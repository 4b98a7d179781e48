use serde::Serialize;
use std::collections::BTreeSet;
use tome_core::{DetailKey, MaterialKind, SessionId, Timestamp};
use uuid::Uuid;

/// Documentation accumulated by one session.
///
/// Grows monotonically: bundles are activated and detail documents loaded, but
/// nothing is ever evicted. Owned by exactly one session; the [`Selector`]
/// mutates it through `&mut`.
///
/// [`Selector`]: crate::Selector
#[derive(Debug, Clone, PartialEq, Serialize)]
pub struct LoadedContext {
    session_id: SessionId,
    created_at: Timestamp,
    /// Activation order. Later bundles may override earlier guidance.
    active_bundles: Vec<String>,
    loaded_detail_keys: BTreeSet<DetailKey>,
    material: Vec<MaterialEntry>,
}

/// One document made visible to the session.
#[derive(Debug, Clone, PartialEq, Serialize)]
pub struct MaterialEntry {
    pub kind: MaterialKind,
    pub bundle: String,
    #[serde(skip_serializing_if = "Option::is_none")]
    pub topic: Option<String>,
    pub content: String,
}

impl LoadedContext {
    pub fn new() -> Self {
        Self::with_session_id(Uuid::new_v4())
    }

    pub fn with_session_id(session_id: SessionId) -> Self {
        Self {
            session_id,
            created_at: chrono::Utc::now(),
            active_bundles: Vec::new(),
            loaded_detail_keys: BTreeSet::new(),
            material: Vec::new(),
        }
    }

    pub fn session_id(&self) -> SessionId {
        self.session_id
    }

    pub fn created_at(&self) -> Timestamp {
        self.created_at
    }

    pub fn active_bundles(&self) -> &[String] {
        &self.active_bundles
    }

    pub fn is_active(&self, bundle: &str) -> bool {
        self.active_bundles.iter().any(|b| b == bundle)
    }

    pub fn loaded_detail_keys(&self) -> &BTreeSet<DetailKey> {
        &self.loaded_detail_keys
    }

    pub fn is_loaded(&self, bundle: &str, topic: &str) -> bool {
        self.loaded_detail_keys
            .iter()
            .any(|k| k.bundle == bundle && k.topic == topic)
    }

    /// Everything loaded so far, in load order.
    pub fn material(&self) -> &[MaterialEntry] {
        &self.material
    }

    pub fn is_empty(&self) -> bool {
        self.material.is_empty()
    }

    /// All loaded material as one block for injection into a model's context.
    pub fn render(&self) -> String {
        self.material
            .iter()
            .map(|m| match &m.topic {
                None => format!("<skill name=\"{}\">\n{}\n</skill>", m.bundle, m.content),
                Some(topic) => format!(
                    "<skill_detail skill=\"{}\" topic=\"{}\">\n{}\n</skill_detail>",
                    m.bundle, topic, m.content
                ),
            })
            .collect::<Vec<_>>()
            .join("\n\n")
    }

    pub(crate) fn record_activation(&mut self, bundle: &str, summary: &str) {
        self.active_bundles.push(bundle.to_string());
        self.material.push(MaterialEntry {
            kind: MaterialKind::Summary,
            bundle: bundle.to_string(),
            topic: None,
            content: summary.to_string(),
        });
    }

    pub(crate) fn record_detail(&mut self, key: DetailKey, content: &str) {
        self.material.push(MaterialEntry {
            kind: MaterialKind::Detail,
            bundle: key.bundle.clone(),
            topic: Some(key.topic.clone()),
            content: content.to_string(),
        });
        self.loaded_detail_keys.insert(key);
    }
}

impl Default for LoadedContext {
    fn default() -> Self {
        Self::new()
    }
}
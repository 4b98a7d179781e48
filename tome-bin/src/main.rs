use clap::Parser;
use tome_cli::Cli;

fn main() {
    let cli = Cli::parse();

    if let Err(e) = cli.run() {
        eprintln!("❌ Error: {e}");
        std::process::exit(1);
    }
}
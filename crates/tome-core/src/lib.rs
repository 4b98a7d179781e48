//! # tome-core
//!
//! Core types and the shared error type for Tome, the skill registry and
//! context selector. Every other crate in the workspace speaks this vocabulary.

pub mod error;
pub mod types;

pub use error::{Result, TomeError};
pub use types::*;
use serde::{Deserialize, Serialize};
use std::fmt;
use uuid::Uuid;

/// Unique identifier for a session.
pub type SessionId = Uuid;

/// Identifies one detail document: a topic within a bundle.
///
/// Ordered by bundle, then topic, so sets of keys iterate deterministically.
#[derive(Debug, Clone, PartialEq, Eq, PartialOrd, Ord, Hash, Serialize, Deserialize)]
pub struct DetailKey {
    pub bundle: String,
    pub topic: String,
}

impl DetailKey {
    pub fn new(bundle: impl Into<String>, topic: impl Into<String>) -> Self {
        Self {
            bundle: bundle.into(),
            topic: topic.into(),
        }
    }
}

impl fmt::Display for DetailKey {
    fn fmt(&self, f: &mut fmt::Formatter<'_>) -> fmt::Result {
        write!(f, "{}/{}", self.bundle, self.topic)
    }
}

/// Which kind of document a piece of loaded material came from.
#[derive(Debug, Clone, Copy, PartialEq, Eq, Serialize, Deserialize)]
#[serde(rename_all = "lowercase")]
pub enum MaterialKind {
    Summary,
    Detail,
}

/// A timestamp in UTC.
pub type Timestamp = chrono::DateTime<chrono::Utc>;
//! Relevance scoring between a task description and a trigger description.
//!
//! Any [`Scorer`] is acceptable to the selector as long as a higher score means
//! more relevant. Scores are expected in `[0, 1]`.

use once_cell::sync::Lazy;
use std::collections::HashSet;
use std::sync::Arc;
use tome_config::{ScoringStrategy, SelectorConfig};

/// Scores how relevant a task is to a trigger description.
pub trait Scorer: Send + Sync {
    /// Strategy name, for logs and CLI output.
    fn name(&self) -> &str;

    /// Relevance of `task` to `trigger`, in `[0, 1]`.
    fn score(&self, task: &str, trigger: &str) -> f32;
}

/// Build the scorer a [`SelectorConfig`] asks for.
pub fn scorer_for(config: &SelectorConfig) -> Arc<dyn Scorer> {
    match config.strategy {
        ScoringStrategy::Lexical => Arc::new(LexicalScorer),
        ScoringStrategy::Hashed => {
            Arc::new(EmbeddingScorer::new(HashingEmbedder::new(config.embedding_dims)))
        }
    }
}

// ── Tokenization ───────────────────────────────────────────────

static STOPWORDS: Lazy<HashSet<&'static str>> = Lazy::new(|| {
    [
        "a", "about", "an", "and", "are", "as", "at", "be", "but", "by", "can", "could", "do",
        "does", "for", "from", "get", "had", "has", "have", "help", "how", "i", "if", "in",
        "into", "is", "it", "its", "let", "like", "me", "my", "need", "of", "on", "or", "our",
        "please", "should", "so", "some", "that", "the", "their", "them", "then", "there",
        "these", "this", "to", "up", "us", "want", "was", "we", "what", "when", "where", "which",
        "while", "who", "why", "will", "with", "would", "you", "your",
    ]
    .into_iter()
    .collect()
});

/// Lowercased, stemmed, stopword-free tokens of `text`, deduplicated in order
/// of first appearance.
pub fn tokenize(text: &str) -> Vec<String> {
    let mut seen = HashSet::new();
    text.split(|c: char| !c.is_alphanumeric())
        .filter(|w| w.chars().count() >= 2)
        .map(str::to_lowercase)
        .filter(|w| !STOPWORDS.contains(w.as_str()))
        .map(|w| stem(&w))
        .filter(|w| seen.insert(w.clone()))
        .collect()
}

/// Light suffix stripping so `publishing`, `publishes` and `publish` agree.
fn stem(word: &str) -> String {
    let len = word.len();
    let mut w = if len > 4 && word.ends_with("ies") {
        format!("{}y", &word[..len - 3])
    } else if len > 5 && word.ends_with("ing") {
        word[..len - 3].to_string()
    } else if len > 4 && word.ends_with("ed") {
        word[..len - 2].to_string()
    } else if len > 3 && word.ends_with('s') && !word.ends_with("ss") {
        word[..len - 1].to_string()
    } else {
        word.to_string()
    };
    if w.len() > 4 && w.ends_with('e') {
        w.pop();
    }
    w
}

// ── Lexical ────────────────────────────────────────────────────

/// Overlap coefficient of the two token sets: `|T ∩ D| / min(|T|, |D|)`.
///
/// Normalizing by the smaller set keeps short requests from being punished by
/// long trigger descriptions (and vice versa).
#[derive(Debug, Default, Clone, Copy)]
pub struct LexicalScorer;

impl Scorer for LexicalScorer {
    fn name(&self) -> &str {
        "lexical"
    }

    fn score(&self, task: &str, trigger: &str) -> f32 {
        let task: HashSet<String> = tokenize(task).into_iter().collect();
        let trigger: HashSet<String> = tokenize(trigger).into_iter().collect();
        let smaller = task.len().min(trigger.len());
        if smaller == 0 {
            return 0.0;
        }
        task.intersection(&trigger).count() as f32 / smaller as f32
    }
}

// ── Embeddings ─────────────────────────────────────────────────

/// Turns text into a fixed-size vector.
pub trait Embedder: Send + Sync {
    fn embed(&self, text: &str) -> Vec<f32>;

    /// The dimensionality of the output embeddings.
    fn dimensions(&self) -> usize;

    fn name(&self) -> &str;
}

/// Feature-hashed bag of words. Stable across processes (FNV-1a, not the
/// randomized std hasher).
#[derive(Debug, Clone)]
pub struct HashingEmbedder {
    dims: usize,
}

impl HashingEmbedder {
    pub fn new(dims: usize) -> Self {
        Self { dims: dims.max(1) }
    }
}

impl Default for HashingEmbedder {
    fn default() -> Self {
        Self::new(256)
    }
}

impl Embedder for HashingEmbedder {
    fn embed(&self, text: &str) -> Vec<f32> {
        let mut v = vec![0.0; self.dims];
        for token in tokenize(text) {
            let slot = (fnv1a(token.as_bytes()) % self.dims as u64) as usize;
            v[slot] += 1.0;
        }
        v
    }

    fn dimensions(&self) -> usize {
        self.dims
    }

    fn name(&self) -> &str {
        "hashed"
    }
}

fn fnv1a(bytes: &[u8]) -> u64 {
    const OFFSET: u64 = 0xcbf2_9ce4_8422_2325;
    const PRIME: u64 = 0x0000_0100_0000_01b3;
    bytes
        .iter()
        .fold(OFFSET, |hash, b| (hash ^ u64::from(*b)).wrapping_mul(PRIME))
}

/// Cosine similarity of the two embeddings, clamped to `[0, 1]`.
pub struct EmbeddingScorer<E> {
    embedder: E,
}

impl<E: Embedder> EmbeddingScorer<E> {
    pub fn new(embedder: E) -> Self {
        Self { embedder }
    }

    pub fn embedder(&self) -> &E {
        &self.embedder
    }
}

impl<E: Embedder> Scorer for EmbeddingScorer<E> {
    fn name(&self) -> &str {
        self.embedder.name()
    }

    fn score(&self, task: &str, trigger: &str) -> f32 {
        let a = self.embedder.embed(task);
        let b = self.embedder.embed(trigger);
        cosine_similarity(&a, &b).clamp(0.0, 1.0)
    }
}

/// Compute cosine similarity between two vectors.
pub fn cosine_similarity(a: &[f32], b: &[f32]) -> f32 {
    if a.len() != b.len() || a.is_empty() {
        return 0.0;
    }
    let dot: f32 = a.iter().zip(b.iter()).map(|(x, y)| x * y).sum();
    let norm_a: f32 = a.iter().map(|x| x * x).sum::<f32>().sqrt();
    let norm_b: f32 = b.iter().map(|x| x * x).sum::<f32>().sqrt();
    if norm_a == 0.0 || norm_b == 0.0 {
        return 0.0;
    }
    dot / (norm_a * norm_b)
}

#[cfg(test)]
mod tests {
    use super::*;

    #[test]
    fn tokenize_drops_stopwords_and_stems() {
        assert_eq!(
            tokenize("I want to containerize and publish my build"),
            vec!["containeriz", "publish", "build"]
        );
        assert_eq!(
            tokenize("composing and publishing environments"),
            vec!["compos", "publish", "environment"]
        );
    }

    #[test]
    fn tokenize_splits_on_punctuation_and_dedupes() {
        assert_eq!(tokenize("nix-expressions, Nix expression!"), vec!["nix", "expression"]);
    }

    #[test]
    fn tokenize_empty_and_stopword_only() {
        assert!(tokenize("").is_empty());
        assert!(tokenize("   \t\n").is_empty());
        assert!(tokenize("how do I do it?").is_empty());
    }

    #[test]
    fn stem_variants_agree() {
        assert_eq!(stem("publishing"), stem("publish"));
        assert_eq!(stem("publishes"), stem("publish"));
        assert_eq!(stem("packages"), "packag");
        assert_eq!(stem("packaging"), "packag");
        assert_eq!(stem("dependencies"), "dependency");
        assert_eq!(stem("class"), "class");
        assert_eq!(stem("nix"), "nix");
    }

    #[test]
    fn lexical_overlap_coefficient() {
        let s = LexicalScorer;
        assert_eq!(s.score("build", "packaging and build steps"), 1.0);
        let partial = s.score("containerize and publish my build", "packaging and build steps");
        assert!((partial - 1.0 / 3.0).abs() < 1e-6);
        assert_eq!(s.score("weather forecast", "packaging and build steps"), 0.0);
        assert_eq!(s.score("", "packaging and build steps"), 0.0);
    }

    #[test]
    fn cosine_basics() {
        assert!((cosine_similarity(&[1.0, 0.0], &[1.0, 0.0]) - 1.0).abs() < 1e-6);
        assert_eq!(cosine_similarity(&[1.0, 0.0], &[0.0, 1.0]), 0.0);
        assert_eq!(cosine_similarity(&[1.0], &[1.0, 2.0]), 0.0);
        assert_eq!(cosine_similarity(&[0.0, 0.0], &[1.0, 1.0]), 0.0);
    }

    #[test]
    fn hashing_embedder_is_deterministic() {
        let a = HashingEmbedder::new(64).embed("publish an environment");
        let b = HashingEmbedder::new(64).embed("publish an environment");
        assert_eq!(a, b);
        assert_eq!(a.len(), 64);
        assert_eq!(a.iter().sum::<f32>(), 2.0);
    }

    #[test]
    fn hashed_scorer_prefers_related_text() {
        let s = EmbeddingScorer::new(HashingEmbedder::default());
        let trigger = "composing and publishing environments";
        assert!((s.score(trigger, trigger) - 1.0).abs() < 1e-6);
        let related = s.score("publish my environment", trigger);
        let unrelated = s.score("rotate kubernetes secrets", trigger);
        assert!(related > unrelated);
        assert_eq!(s.name(), "hashed");
    }

    #[test]
    fn scorer_for_config() {
        let mut config = SelectorConfig::default();
        assert_eq!(scorer_for(&config).name(), "lexical");
        config.strategy = ScoringStrategy::Hashed;
        assert_eq!(scorer_for(&config).name(), "hashed");
    }
}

• WHAT IS REQUIRED:
Select all lines in the listing above where the word "PRIME" appears, and show them.

• TASK RESPONSE:
    const PRIME: u64 = 0x0000_0100_0000_01b3;
        .fold(OFFSET, |hash, b| (hash ^ u64::from(*b)).wrapping_mul(PRIME))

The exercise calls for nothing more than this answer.